SUMMARY
A key feature of this course is that students should be using their own data whenever possible. This is critical to forging a learning experience that is customized to each student’s aspirations and the eccentricities of their chosen research domain. This assignment begins the process of helping you identify the data sets with which you want to work, and aligns with the notion of understanding your audience(s) and your communication goal(s).
ASSIGNMENT
The basic structure of this assignment is for you to identify, import, describe, and host a data set. I’ll break down the specifics for each of these actions below.
Identify a Data Set
The main criteria is that the data set has to matter to you in some way. Often, this will mean that it is your data set. It was collected by you and has a central role in your current or past graduate research. Awesome! Another scenario is that the data you want to use comes from your current job. Maybe it isn’t part of a research project, but you are motivated to learn how to work with the data or you are very interested in learning more about it. Also Awesome!
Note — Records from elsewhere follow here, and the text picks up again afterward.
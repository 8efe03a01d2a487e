//! File chunking and reassembly
//!
//! Splits a file into fixed-size pieces with per-piece plaintext hashes and
//! rebuilds it on the receive side. Chunks arrive in any order; index order
//! is restored at assembly time, not at receipt time.

use crate::crypto::{self, HashAlgorithm, HASH_LEN};
use crate::error::{Error, Result};
use bytes::{Bytes, BytesMut};

/// One plaintext piece of a file
#[derive(Debug, Clone)]
pub struct ChunkPiece {
    /// 0-based chunk index
    pub index: u32,
    /// Plaintext bytes
    pub data: Bytes,
    /// Content hash of the plaintext
    pub hash: [u8; HASH_LEN],
}

/// Splits a file into caller-sized pieces
#[derive(Debug, Clone)]
pub struct FileChunker {
    data: Bytes,
    chunk_size: usize,
    total_chunks: u32,
    hash: HashAlgorithm,
}

impl FileChunker {
    /// Create a chunker over the file bytes
    ///
    /// The chunk size is clamped to the engine bounds; the resulting chunk
    /// count must stay under `MAX_CHUNK_COUNT` to bound receiver memory.
    pub fn new(data: Bytes, chunk_size: usize, hash: HashAlgorithm) -> Result<Self> {
        let chunk_size = chunk_size.clamp(crate::MIN_CHUNK_SIZE, crate::MAX_CHUNK_SIZE);
        let total = data.len().div_ceil(chunk_size);
        if total > crate::MAX_CHUNK_COUNT as usize {
            return Err(Error::InvalidInput(format!(
                "file needs {} chunks, limit is {}",
                total,
                crate::MAX_CHUNK_COUNT
            )));
        }
        Ok(Self {
            data,
            chunk_size,
            total_chunks: total as u32,
            hash,
        })
    }

    /// Total number of chunks, `ceil(size / chunk_size)`
    pub fn total_chunks(&self) -> u32 {
        self.total_chunks
    }

    /// Chunk size in bytes (after clamping)
    pub fn chunk_size(&self) -> usize {
        self.chunk_size
    }

    /// File size in bytes
    pub fn file_size(&self) -> u64 {
        self.data.len() as u64
    }

    /// Whole-file content hash
    pub fn file_hash(&self) -> [u8; HASH_LEN] {
        crypto::hash_bytes(self.hash, &self.data)
    }

    /// One piece by index; `None` past the end
    pub fn piece(&self, index: u32) -> Option<ChunkPiece> {
        if index >= self.total_chunks {
            return None;
        }
        let offset = index as usize * self.chunk_size;
        let end = (offset + self.chunk_size).min(self.data.len());
        let data = self.data.slice(offset..end);
        let hash = crypto::hash_bytes(self.hash, &data);
        Some(ChunkPiece { index, data, hash })
    }

    /// Iterate over all pieces in index order
    pub fn pieces(&self) -> impl Iterator<Item = ChunkPiece> + '_ {
        (0..self.total_chunks).filter_map(|i| self.piece(i))
    }
}

/// Rebuilds a file from out-of-order pieces
///
/// A slot arena indexed by chunk number; single-writer per session, no
/// cross-session sharing.
#[derive(Debug)]
pub struct Reassembler {
    slots: Vec<Option<Bytes>>,
    received: u32,
}

impl Reassembler {
    /// Create a reassembler expecting `total_chunks` pieces
    pub fn new(total_chunks: u32) -> Result<Self> {
        if total_chunks > crate::MAX_CHUNK_COUNT {
            return Err(Error::InvalidInput(format!(
                "chunk count {} exceeds limit {}",
                total_chunks,
                crate::MAX_CHUNK_COUNT
            )));
        }
        Ok(Self {
            slots: vec![None; total_chunks as usize],
            received: 0,
        })
    }

    /// Store a plaintext piece; idempotent
    ///
    /// Returns `true` when the slot was newly filled, `false` for a repeat
    /// delivery.
    pub fn insert(&mut self, index: u32, data: Bytes) -> Result<bool> {
        let slot = self
            .slots
            .get_mut(index as usize)
            .ok_or_else(|| Error::Protocol(format!("chunk index {} out of range", index)))?;
        if slot.is_some() {
            return Ok(false);
        }
        *slot = Some(data);
        self.received += 1;
        Ok(true)
    }

    /// Whether the piece at `index` is already present
    pub fn contains(&self, index: u32) -> bool {
        self.slots
            .get(index as usize)
            .map(|s| s.is_some())
            .unwrap_or(false)
    }

    /// Number of pieces received so far
    pub fn received(&self) -> u32 {
        self.received
    }

    /// Total pieces expected
    pub fn total_chunks(&self) -> u32 {
        self.slots.len() as u32
    }

    /// Whether every index in `[0, total_chunks)` is present
    pub fn is_complete(&self) -> bool {
        self.received as usize == self.slots.len()
    }

    /// Indices still missing, ascending
    pub fn missing(&self) -> Vec<u32> {
        self.slots
            .iter()
            .enumerate()
            .filter(|(_, s)| s.is_none())
            .map(|(i, _)| i as u32)
            .collect()
    }

    /// Concatenate all pieces in index order
    ///
    /// Fails with `IncompleteTransfer` when any piece is missing.
    pub fn assemble(&self) -> Result<Bytes> {
        if !self.is_complete() {
            return Err(Error::IncompleteTransfer {
                received: self.received,
                total: self.slots.len() as u32,
            });
        }
        let size: usize = self.slots.iter().flatten().map(|b| b.len()).sum();
        let mut out = BytesMut::with_capacity(size);
        for piece in self.slots.iter().flatten() {
            out.extend_from_slice(piece);
        }
        Ok(out.freeze())
    }

    /// Assemble and verify the whole-file hash
    ///
    /// Detects reassembly-order bugs even when every individual chunk hash
    /// matched.
    pub fn assemble_verified(
        &self,
        hash: HashAlgorithm,
        expected: &[u8; HASH_LEN],
    ) -> Result<Bytes> {
        let data = self.assemble()?;
        let actual = crypto::hash_bytes(hash, &data);
        if !crypto::hashes_equal(&actual, expected) {
            return Err(Error::FileHashMismatch);
        }
        Ok(data)
    }
}

#[cfg(test)]
mod tests {
    use super::*;

    fn chunker(data: &'static [u8], chunk_size: usize) -> FileChunker {
        FileChunker::new(Bytes::from_static(data), chunk_size, HashAlgorithm::Blake3).unwrap()
    }

    #[test]
    fn test_chunk_count_and_sizes() {
        let data = vec![0xAAu8; crate::MIN_CHUNK_SIZE * 2 + 100];
        let chunker =
            FileChunker::new(Bytes::from(data), crate::MIN_CHUNK_SIZE, HashAlgorithm::Blake3)
                .unwrap();
        assert_eq!(chunker.total_chunks(), 3);
        assert_eq!(chunker.piece(0).unwrap().data.len(), crate::MIN_CHUNK_SIZE);
        assert_eq!(chunker.piece(2).unwrap().data.len(), 100);
        assert!(chunker.piece(3).is_none());
    }

    #[test]
    fn test_chunk_size_clamped() {
        let chunker = chunker(b"tiny", 1);
        assert_eq!(chunker.chunk_size(), crate::MIN_CHUNK_SIZE);
        assert_eq!(chunker.total_chunks(), 1);
    }

    #[test]
    fn test_roundtrip_out_of_order() {
        let data: Vec<u8> = (0..crate::MIN_CHUNK_SIZE * 3 + 7)
            .map(|i| (i % 251) as u8)
            .collect();
        let chunker =
            FileChunker::new(Bytes::from(data.clone()), crate::MIN_CHUNK_SIZE, HashAlgorithm::Blake3)
                .unwrap();
        let file_hash = chunker.file_hash();

        let mut reassembler = Reassembler::new(chunker.total_chunks()).unwrap();
        // Deliver in reverse order
        for index in (0..chunker.total_chunks()).rev() {
            let piece = chunker.piece(index).unwrap();
            assert!(reassembler.insert(index, piece.data).unwrap());
        }
        assert!(reassembler.is_complete());
        let rebuilt = reassembler
            .assemble_verified(HashAlgorithm::Blake3, &file_hash)
            .unwrap();
        assert_eq!(&rebuilt[..], &data[..]);
    }

    #[test]
    fn test_assemble_incomplete_fails() {
        let chunker = chunker(b"some test data", crate::MIN_CHUNK_SIZE);
        let mut reassembler = Reassembler::new(3).unwrap();
        reassembler
            .insert(0, chunker.piece(0).unwrap().data)
            .unwrap();
        let err = reassembler.assemble().unwrap_err();
        assert!(matches!(
            err,
            Error::IncompleteTransfer {
                received: 1,
                total: 3
            }
        ));
        assert_eq!(reassembler.missing(), vec![1, 2]);
    }

    #[test]
    fn test_idempotent_insert() {
        let chunker = chunker(b"idempotent chunk delivery", crate::MIN_CHUNK_SIZE);
        let mut reassembler = Reassembler::new(2).unwrap();
        let piece = chunker.piece(0).unwrap();
        assert!(reassembler.insert(0, piece.data.clone()).unwrap());
        assert!(!reassembler.insert(0, piece.data).unwrap());
        assert_eq!(reassembler.received(), 1);
    }

    #[test]
    fn test_out_of_range_insert_rejected() {
        let mut reassembler = Reassembler::new(2).unwrap();
        assert!(reassembler.insert(2, Bytes::from_static(b"x")).is_err());
    }

    #[test]
    fn test_file_hash_mismatch_detected() {
        let chunker = chunker(b"original contents", crate::MIN_CHUNK_SIZE);
        let mut reassembler = Reassembler::new(1).unwrap();
        reassembler
            .insert(0, Bytes::from_static(b"corrupted contents"))
            .unwrap();
        let err = reassembler
            .assemble_verified(HashAlgorithm::Blake3, &chunker.file_hash())
            .unwrap_err();
        assert!(matches!(err, Error::FileHashMismatch));
    }

    #[test]
    fn test_empty_file() {
        let chunker = FileChunker::new(Bytes::new(), crate::DEFAULT_CHUNK_SIZE, HashAlgorithm::Blake3)
            .unwrap();
        assert_eq!(chunker.total_chunks(), 0);
        let reassembler = Reassembler::new(0).unwrap();
        assert!(reassembler.is_complete());
        assert!(reassembler.assemble().unwrap().is_empty());
    }
}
Some of you might not have your own data. Perhaps you have just started your graduate training. Maybe your job doesn’t yet have data that you need to work with. No Problem!
It is perfectly fine to find publicly available data sets online. As long as the data set is interesting to you! You just need to make sure that the data:
- Are publicly available.
- Are not restricted by some kind of license or copyright.
- Do not contain private information.
- Are not covered by HIPPA, FERPA, CMMC, or other federal regulations related to data.
If you need help finding a data set, just let me know.
Some fun potential categories for data sources include:
- Sports Analytics from your favorite sport or team.
- Publicly available genomics data bases.
- Keggle.
- The movie data base.
- Classic data sets from your field.
Import the Data Set
This one is probably straightforward if your data set comes from your own research and lives on your local hard drive already.
Describe the Data Set
This is the bulk of the assignment. I want you to use the framework described in Dr. Munzner’s textbook to understand your data set and describe it to someone who is unfamiliar with your work. The basis of this approach is described in this figure from the textbook I use in BCB 520. It summarizes the kinds of data types, data set types, and attribute types you might have in your data:
Host your Data Set
Ultimately, we are moving toward each of you hosting your assignments within an online repository that can serve as your data science portfolio. For this course, we are going to assume this is GitHub. Create a new blog post for this assignment
Consider a Communication Scenario
Let’s start with a 5 minute presentation to the class. Due… I don’t know… One week from today (Tuesday September 17, 2024). I want a five minute presentation that uses your data. At the beginning of the presentation, I want you to clearly specify:
The characteristics of your audience that you consider important, and for which you must prepare.
Your goals for the presentation. I’d like one overarching (or longer term), one communication goal, and one more goal that you are free to specify. Have a look at the lists from the previous lecture for inspiration.
RESOURCES
A YouTube Video from Posit on Building your Data Science Portfolio
A fun Spotify example from TidyTuesday by Kaylin Pavlik.